Dans son salon sans âge, Marie-Louise vacille. Elle arrive à une période de sa vie où son corps retrouve les réflexes de la petite enfance. Marie-Louise, du haut de ses quatre-vingt-treize ans se tient en équilibre sur ses jambes fragiles, à l’image d’un enfant prêt à faire ses premiers pas. Sa canne est posée contre l’accoudoir d’un fauteuil de velours vert. Elle refuse de s’en servir. Sa fierté n’a jamais baissé d’un iota, pourtant elle pourrait baisser les armes. Il n’y a plus personne pour la remarquer. Paul est mort il y a tant d’années qu’elle n’ose même plus dire le chiffre à voix haute. Quant aux enfants, ils ont suivi le chemin que leur dictait leur vie, à des centaines de kilomètres de Paris.
Son regard se balade sur les rangées de livres qui recouvrent ses murs. Des livres historiques pour la plupart, des témoignages d’un autre temps. Quelques romans qu’elle n’a jamais ouverts, offerts par des âmes peu avisées de ses goûts. Sur son bureau de bois sont posées des loupes, classées par ordre de grandeur. Mais même avec elles, même avec la plus grosse, lire est devenu trop difficile…
Il fût une époque pourtant où les livres glissaient entre ses mains, où elle avalait les mots sans les compter. Il fût cette époque où sa peau était aussi fine que du du papier de soie, où son visage n’était pas sillonné de rides et ses mains aussi blanches que la porcelaine.
Il fût une époque où elle avait vingt ans.

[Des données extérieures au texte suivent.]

//! Typed, stable, single-key sorting

use std::cmp::Ordering;

use serde_json::Value;
use unicase::UniCase;
use ztable_core::{SortConfig, SortDirection, get_path, value_to_date, value_to_number, value_to_text};

/// How a non-null value takes part in ordering
#[derive(Debug, Clone, PartialEq)]
enum SortValue {
    Date(i64),
    Number(f64),
    Text(String),
}

impl SortValue {
    fn classify(value: &Value) -> Self {
        if let Some(ts) = value_to_date(value) {
            return SortValue::Date(ts);
        }
        match value {
            Value::Number(_) | Value::String(_) => match value_to_number(value) {
                Some(n) => SortValue::Number(n),
                None => SortValue::Text(value_to_text(value)),
            },
            other => SortValue::Text(value_to_text(other)),
        }
    }

    fn rank(&self) -> u8 {
        match self {
            SortValue::Date(_) => 0,
            SortValue::Number(_) => 1,
            SortValue::Text(_) => 2,
        }
    }
}

fn compare_classified(a: &SortValue, b: &SortValue) -> Ordering {
    match (a, b) {
        (SortValue::Date(a), SortValue::Date(b)) => a.cmp(b),
        (SortValue::Number(a), SortValue::Number(b)) => a.total_cmp(b),
        (SortValue::Text(a), SortValue::Text(b)) => UniCase::new(a.as_str())
            .cmp(&UniCase::new(b.as_str()))
            .then_with(|| a.cmp(b)),
        (a, b) => a.rank().cmp(&b.rank()),
    }
}

/// Compare two optional values for `direction`.
///
/// Missing values sort after present ones in both directions. Date-like pairs compare by
/// timestamp, numeric pairs numerically, everything else as case-insensitive text.
pub fn compare_values(a: Option<&Value>, b: Option<&Value>, direction: SortDirection) -> Ordering {
    match (a, b) {
        (None, None) => Ordering::Equal,
        (None, Some(_)) => Ordering::Greater,
        (Some(_), None) => Ordering::Less,
        (Some(a), Some(b)) => {
            let ordering = compare_classified(&SortValue::classify(a), &SortValue::classify(b));
            match direction {
                SortDirection::Asc => ordering,
                SortDirection::Desc => ordering.reverse(),
            }
        }
    }
}

/// Sort records in place by `config`. Unsorted configs leave the order untouched.
pub fn sort_records(records: &mut [Value], config: &SortConfig) {
    let Some(key) = config.key.as_deref() else {
        return;
    };
    records.sort_by(|a, b| compare_values(get_path(a, key), get_path(b, key), config.direction));
}

#[cfg(test)]
mod tests {
    use super::*;
    use pretty_assertions::assert_eq;
    use serde_json::json;

    fn ids(records: &[Value]) -> Vec<i64> {
        records.iter().map(|r| r["id"].as_i64().unwrap_or(-1)).collect()
    }

    #[test]
    fn test_nulls_last_both_directions() {
        let mut records = vec![
            json!({"id": 1, "age": null}),
            json!({"id": 2, "age": 30}),
            json!({"id": 3}),
            json!({"id": 4, "age": 20}),
        ];
        sort_records(&mut records, &SortConfig::new("age", SortDirection::Asc));
        assert_eq!(ids(&records), vec![4, 2, 1, 3]);
        sort_records(&mut records, &SortConfig::new("age", SortDirection::Desc));
        assert_eq!(ids(&records), vec![2, 4, 1, 3]);
    }

    #[test]
    fn test_numbers_compare_numerically() {
        let mut records = vec![json!({"id": 1, "n": 100}), json!({"id": 2, "n": 9}), json!({"id": 3, "n": "20"})];
        sort_records(&mut records, &SortConfig::new("n", SortDirection::Asc));
        assert_eq!(ids(&records), vec![2, 3, 1]);
    }

    #[test]
    fn test_dates_compare_by_timestamp() {
        let mut records = vec![
            json!({"id": 1, "d": "2023-01-10T00:00:00Z"}),
            json!({"id": 2, "d": "2022-12-31"}),
            json!({"id": 3, "d": "2023-01-02"}),
        ];
        sort_records(&mut records, &SortConfig::new("d", SortDirection::Asc));
        assert_eq!(ids(&records), vec![2, 3, 1]);
    }

    #[test]
    fn test_text_is_case_insensitive_and_stable() {
        let mut records = vec![
            json!({"id": 1, "name": "bob"}),
            json!({"id": 2, "name": "Alice"}),
            json!({"id": 3, "name": "alice"}),
            json!({"id": 4, "name": "Alice"}),
        ];
        sort_records(&mut records, &SortConfig::new("name", SortDirection::Asc));
        assert_eq!(ids(&records), vec![2, 4, 3, 1]);
        let once = records.clone();
        sort_records(&mut records, &SortConfig::new("name", SortDirection::Asc));
        assert_eq!(records, once);
    }

    #[test]
    fn test_unsorted_config_keeps_order() {
        let mut records = vec![json!({"id": 2}), json!({"id": 1})];
        sort_records(&mut records, &SortConfig::default());
        assert_eq!(ids(&records), vec![2, 1]);
    }
}
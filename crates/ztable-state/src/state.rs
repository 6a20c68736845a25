//! Table state

use std::collections::HashMap;

use indexmap::IndexSet;
use serde::{Deserialize, Serialize};
use ztable_core::{FacetOption, Filter, Record, SortConfig};

/// Identifies one cell by row primary key and field dot-path
#[derive(Debug, Clone, PartialEq, Eq, Hash, Serialize, Deserialize)]
#[serde(rename_all = "camelCase")]
pub struct CellRef {
    pub row_id: String,
    pub field_key: String,
}

impl CellRef {
    pub fn new(row_id: impl Into<String>, field_key: impl Into<String>) -> Self {
        Self {
            row_id: row_id.into(),
            field_key: field_key.into(),
        }
    }
}

/// Per-table behavior fixed at construction
#[derive(Debug, Clone, PartialEq, Eq, Serialize, Deserialize)]
#[serde(rename_all = "camelCase")]
pub struct StateOptions {
    /// Dot-path of the primary key used to merge patched rows
    pub id_key: String,
    /// At most one expanded row at a time
    pub accordion_mode: bool,
}

impl Default for StateOptions {
    fn default() -> Self {
        Self {
            id_key: "id".to_string(),
            accordion_mode: false,
        }
    }
}

/// The fields whose change requires a new request
#[derive(Debug, Clone, PartialEq)]
pub struct QueryKey {
    pub page: u64,
    pub page_size: u64,
    pub sort: SortConfig,
    pub search: String,
    pub filters: Vec<Filter>,
}

#[derive(Debug, Clone, PartialEq, Serialize)]
#[serde(rename_all = "camelCase")]
pub struct TableState {
    pub current_page: u64,
    pub page_size: u64,
    pub sort_config: SortConfig,
    pub search_tokens: Vec<String>,
    pub debounced_search_term: String,
    pub active_filters: Vec<Filter>,

    pub data: Vec<Record>,
    pub total_rows: u64,
    pub total_pages: u64,
    pub loading: bool,
    pub error: Option<String>,

    pub editing_cell: Option<CellRef>,
    /// `None` marks a field whose options were invalidated
    pub facet_cache: HashMap<String, Option<Vec<FacetOption>>>,
    /// Bumped every time a field's options are invalidated
    #[serde(skip)]
    pub facet_revisions: HashMap<String, u64>,

    pub hidden_columns: IndexSet<String>,
    pub expanded_rows: IndexSet<String>,
    pub all_expanded: bool,

    #[serde(skip)]
    pub options: StateOptions,
}

impl Default for TableState {
    fn default() -> Self {
        Self {
            current_page: 1,
            page_size: 10,
            sort_config: SortConfig::default(),
            search_tokens: Vec::new(),
            debounced_search_term: String::new(),
            active_filters: Vec::new(),
            data: Vec::new(),
            total_rows: 0,
            total_pages: 0,
            loading: false,
            error: None,
            editing_cell: None,
            facet_cache: HashMap::new(),
            facet_revisions: HashMap::new(),
            hidden_columns: IndexSet::new(),
            expanded_rows: IndexSet::new(),
            all_expanded: false,
            options: StateOptions::default(),
        }
    }
}

impl TableState {
    pub fn new(options: StateOptions) -> Self {
        Self {
            options,
            ..Self::default()
        }
    }

    pub fn with_page_size(mut self, page_size: u64) -> Self {
        self.page_size = page_size.max(1);
        self
    }

    /// Search tokens joined the way they are committed to the debounced term
    pub fn joined_search(&self) -> String {
        self.search_tokens.join(" ")
    }

    pub fn query_key(&self) -> QueryKey {
        QueryKey {
            page: self.current_page,
            page_size: self.page_size,
            sort: self.sort_config.clone(),
            search: self.debounced_search_term.clone(),
            filters: self.active_filters.clone(),
        }
    }

    /// Cached options for a field, `None` when absent or invalidated
    pub fn facet_options(&self, field: &str) -> Option<&[FacetOption]> {
        self.facet_cache.get(field).and_then(|o| o.as_deref())
    }

    pub fn facet_revision(&self, field: &str) -> u64 {
        self.facet_revisions.get(field).copied().unwrap_or(0)
    }

    pub fn is_row_expanded(&self, row_id: &str) -> bool {
        self.all_expanded || self.expanded_rows.contains(row_id)
    }

    pub fn is_column_hidden(&self, key: &str) -> bool {
        self.hidden_columns.contains(key)
    }

    pub fn is_editing(&self, cell: &CellRef) -> bool {
        self.editing_cell.as_ref() == Some(cell)
    }
}
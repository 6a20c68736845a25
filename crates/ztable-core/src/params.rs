//! Request and response shapes shared by the client and the data service

use serde::{Deserialize, Serialize};
use serde_json::{Value, json};

use crate::{Record, SortDirection, value_to_number};

/// Parameters of one list request
#[derive(Debug, Clone, PartialEq, Eq, Serialize, Deserialize)]
#[serde(rename_all = "camelCase")]
pub struct RequestParams {
    pub page: u64,
    pub limit: u64,
    #[serde(default)]
    pub sort_by: String,
    #[serde(default)]
    pub sort_order: SortDirection,
    #[serde(default)]
    pub search: String,
    /// JSON array of filters, absent when no filter is active
    #[serde(default, skip_serializing_if = "Option::is_none")]
    pub filters: Option<String>,
}

impl Default for RequestParams {
    fn default() -> Self {
        Self {
            page: 1,
            limit: 10,
            sort_by: String::new(),
            sort_order: SortDirection::Asc,
            search: String::new(),
            filters: None,
        }
    }
}

impl RequestParams {
    /// Query-string pairs for the list endpoint. Empty values are omitted.
    pub fn to_query_pairs(&self) -> Vec<(&'static str, String)> {
        let mut pairs = vec![
            ("page", self.page.to_string()),
            ("limit", self.limit.to_string()),
        ];
        if !self.sort_by.is_empty() {
            pairs.push(("sortBy", self.sort_by.clone()));
        }
        pairs.push(("sortOrder", self.sort_order.as_str().to_string()));
        if !self.search.is_empty() {
            pairs.push(("search", self.search.clone()));
        }
        if let Some(filters) = &self.filters {
            pairs.push(("filters", filters.clone()));
        }
        pairs
    }
}

/// Normalized result of a list request
#[derive(Debug, Clone, PartialEq, Serialize, Deserialize)]
#[serde(rename_all = "camelCase")]
pub struct ResponseEnvelope {
    pub data: Vec<Record>,
    pub total: u64,
    pub total_pages: u64,
}

impl ResponseEnvelope {
    /// Normalize the output of a response mapper.
    ///
    /// `data` falls back to an empty list, `total` to 0 and `totalPages` to 1 when missing,
    /// malformed, negative or zero.
    pub fn normalize(mapped: &Value) -> Self {
        let data = mapped
            .get("data")
            .and_then(Value::as_array)
            .cloned()
            .unwrap_or_default();
        let total = mapped.get("total").and_then(count).unwrap_or(0);
        let total_pages = mapped
            .get("totalPages")
            .and_then(count)
            .filter(|pages| *pages > 0)
            .unwrap_or(1);
        Self {
            data,
            total,
            total_pages,
        }
    }
}

fn count(value: &Value) -> Option<u64> {
    value_to_number(value)
        .filter(|n| *n >= 0.0)
        .map(|n| n.floor() as u64)
}

/// Default response mapper: reads `{data, meta: {total, totalPages}}`
pub fn default_response_mapper(raw: &Value) -> Value {
    json!({
        "data": raw.get("data").cloned().unwrap_or(Value::Null),
        "total": raw.pointer("/meta/total").cloned().unwrap_or(Value::Null),
        "totalPages": raw.pointer("/meta/totalPages").cloned().unwrap_or(Value::Null),
    })
}

/// Pagination metadata of a list response
#[derive(Debug, Clone, Copy, PartialEq, Eq, Serialize, Deserialize)]
#[serde(rename_all = "camelCase")]
pub struct PageMeta {
    pub total: u64,
    pub page: u64,
    pub limit: u64,
    pub total_pages: u64,
}

/// Body returned by the list endpoint
#[derive(Debug, Clone, PartialEq, Serialize, Deserialize)]
pub struct ListResponse {
    pub data: Vec<Record>,
    pub meta: PageMeta,
}

#[cfg(test)]
mod tests {
    use super::*;
    use pretty_assertions::assert_eq;

    #[test]
    fn test_query_pairs_skip_empty() {
        let params = RequestParams::default();
        let pairs = params.to_query_pairs();
        assert_eq!(
            pairs,
            vec![
                ("page", "1".to_string()),
                ("limit", "10".to_string()),
                ("sortOrder", "asc".to_string()),
            ]
        );
    }

    #[test]
    fn test_normalize_defaults() {
        let envelope = ResponseEnvelope::normalize(&json!({"data": "oops", "total": -3}));
        assert!(envelope.data.is_empty());
        assert_eq!(envelope.total, 0);
        assert_eq!(envelope.total_pages, 1);
    }

    #[test]
    fn test_normalize_through_default_mapper() {
        let raw = json!({"data": [{"id": 1}], "meta": {"total": "23", "page": 1, "limit": 10, "totalPages": 3}});
        let envelope = ResponseEnvelope::normalize(&default_response_mapper(&raw));
        assert_eq!(envelope.data.len(), 1);
        assert_eq!(envelope.total, 23);
        assert_eq!(envelope.total_pages, 3);
    }

    #[test]
    fn test_list_response_wire_shape() {
        let response = ListResponse {
            data: vec![],
            meta: PageMeta {
                total: 0,
                page: 1,
                limit: 10,
                total_pages: 0,
            },
        };
        let value = serde_json::to_value(&response).unwrap();
        assert_eq!(value["meta"]["totalPages"], json!(0));
    }
}
//! In-memory data service

use std::collections::HashMap;
use std::fs;
use std::path::{Path, PathBuf};

use parking_lot::RwLock;
use serde_json::Value;
use ztable_core::{ListResponse, RequestParams, record_id, set_path};
use ztable_query::{Query, QueryEngine, distinct_values};

use crate::{DataServiceError, DataServiceResult};

/// Fields whose facets are computed at load time
pub const PRECOMPUTED_FACET_FIELDS: &[&str] = &[
    "work.title",
    "work.department",
    "work.company",
    "work.contractType",
    "profile.nationality",
    "contact.address.city",
];

/// Keys a record may be addressed by in `update`
const ID_KEYS: [&str; 2] = ["id", "_id"];

struct Inner {
    records: Vec<Value>,
    /// Facets kept fresh across updates; other fields are computed per request
    facets: HashMap<String, Vec<Value>>,
}

/// Owns a record collection and evaluates list, update and facet requests against it.
///
/// Reads share a lock; an update holds the write lock for the mutation, the optional file
/// write and the facet refresh, so concurrent writers never observe each other's partial
/// facet state.
pub struct DataService {
    inner: RwLock<Inner>,
    engine: QueryEngine,
    data_file: Option<PathBuf>,
}

impl std::fmt::Debug for DataService {
    fn fmt(&self, f: &mut std::fmt::Formatter<'_>) -> std::fmt::Result {
        f.debug_struct("DataService")
            .field("records", &self.inner.read().records.len())
            .field("data_file", &self.data_file)
            .finish()
    }
}

impl DataService {
    pub fn new(records: Vec<Value>) -> Self {
        let facets = PRECOMPUTED_FACET_FIELDS
            .iter()
            .map(|field| (field.to_string(), distinct_values(&records, field)))
            .collect();
        tracing::info!(
            records = records.len(),
            facet_fields = PRECOMPUTED_FACET_FIELDS.len(),
            "data service ready"
        );
        Self {
            inner: RwLock::new(Inner { records, facets }),
            engine: QueryEngine::new(),
            data_file: None,
        }
    }

    /// Load a JSON array of records. Updates are written back to the same file.
    pub fn from_file(path: impl AsRef<Path>) -> DataServiceResult<Self> {
        let path = path.as_ref();
        let content = fs::read_to_string(path)?;
        let records: Vec<Value> = serde_json::from_str(&content)?;
        tracing::debug!(path = %path.display(), records = records.len(), "loaded data file");
        let mut service = Self::new(records);
        service.data_file = Some(path.to_path_buf());
        Ok(service)
    }

    pub fn with_engine(mut self, engine: QueryEngine) -> Self {
        self.engine = engine;
        self
    }

    pub fn len(&self) -> usize {
        self.inner.read().records.len()
    }

    pub fn is_empty(&self) -> bool {
        self.inner.read().records.is_empty()
    }

    /// Answer a list request
    #[tracing::instrument(skip(self, params), fields(page = params.page, limit = params.limit))]
    pub fn list(&self, params: &RequestParams) -> DataServiceResult<ListResponse> {
        let query = Query::from_params(params)?;
        let inner = self.inner.read();
        let response = self.engine.run(&inner.records, &query);
        tracing::debug!(
            total = response.meta.total,
            total_pages = response.meta.total_pages,
            "list evaluated"
        );
        Ok(response)
    }

    /// Apply a patch to the record whose `id` or `_id` equals `id`.
    ///
    /// Patch keys may be dot-paths; intermediate objects are created. Returns the full
    /// updated record.
    #[tracing::instrument(skip(self, patch))]
    pub fn update(&self, id: &str, patch: &Value) -> DataServiceResult<Value> {
        let Value::Object(changes) = patch else {
            return Err(DataServiceError::InvalidRequest(
                "update body must be a JSON object".to_string(),
            ));
        };

        let mut inner = self.inner.write();
        let index = inner
            .records
            .iter()
            .position(|record| {
                ID_KEYS
                    .iter()
                    .any(|key| record_id(record, key).as_deref() == Some(id))
            })
            .ok_or_else(|| DataServiceError::NotFound(id.to_string()))?;

        for (key, value) in changes {
            set_path(&mut inner.records[index], key, value.clone());
        }
        let updated = inner.records[index].clone();

        if let Some(path) = &self.data_file {
            let content = serde_json::to_string_pretty(&inner.records)?;
            fs::write(path, content)?;
        }

        for key in changes.keys() {
            let values = distinct_values(&inner.records, key);
            tracing::debug!(field = %key, values = values.len(), "recomputed facets");
            inner.facets.insert(key.clone(), values);
        }

        Ok(updated)
    }

    /// Distinct values of `field`
    pub fn facets(&self, field: &str) -> Vec<Value> {
        let inner = self.inner.read();
        if let Some(values) = inner.facets.get(field) {
            return values.clone();
        }
        distinct_values(&inner.records, field)
    }
}
//! Error types for ZTable

use thiserror::Error;

use crate::{FieldType, FilterOperator};

/// Core error type for ZTable operations
#[derive(Error, Debug)]
pub enum ZtableError {
    #[error("Invalid filter: {0}")]
    InvalidFilter(String),

    #[error("Operator '{operator}' is not valid for {field_type} fields")]
    InvalidOperator {
        operator: FilterOperator,
        field_type: FieldType,
    },

    #[error("Serialization error: {0}")]
    Serialization(#[from] serde_json::Error),

    #[error("IO error: {0}")]
    Io(#[from] std::io::Error),

    #[error("Not found: {0}")]
    NotFound(String),

    #[error("Cancelled")]
    Cancelled,

    #[error("{0}")]
    Other(String),
}

/// Result type alias for ZTable operations
pub type Result<T> = std::result::Result<T, ZtableError>;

1943. Paris est quadrillée par les soldats allemands. Le bruit de leurs tacots accompagne celui de leurs bottes qui battent le pavé. Comme si rien n’avait changé, les gens se lèvent à l’aube et répondent aux habitudes qui règlent leur vie. Les sourires fleurissent au coin des rues, les rires résonnent dans les ruelles et les amoureux s’embrassent dans les coins sombres. Chaque jour, l’aurore réveille les ombres, et donne vie aux corps endormis.
Ce matin du 20 juillet, le ciel est clair et il fait très chaud. Marie-Louise n’en finit pas de se tamponner le front avec son mouchoir. Malgré la légèreté du tissu de sa robe, et les pas enchaînés avec rapidité dans les rues du sixième arrondissement, pas une once d’air ne vient rafraîchir sa peau.
Marie-Louise a vingt ans. Comme chaque jour depuis un an, elle rejoint la librairie du 68 rue Bonaparte, Au voeu de Louis XIII. Enfant, elle se cachait dans les jupes de Madame Wagner, la libraire, tentant ainsi d’investir les le temple du papier, comme elle l’appelait. Alors que sa mère se perdait dans ses pensées, Marie-Louise tombait sous le charme de l’odeur des livres. Entre Madame Wagner et elle s’est tissée une relation forte qui n’a fait que s’amplifier après la mort de ses parents. Alors, quand elle lui a proposé de venir ici contre la mise en commun de la nourriture obtenue avec leurs tickets de rationnement, Marie-Louise n’a pas hésité longtemps.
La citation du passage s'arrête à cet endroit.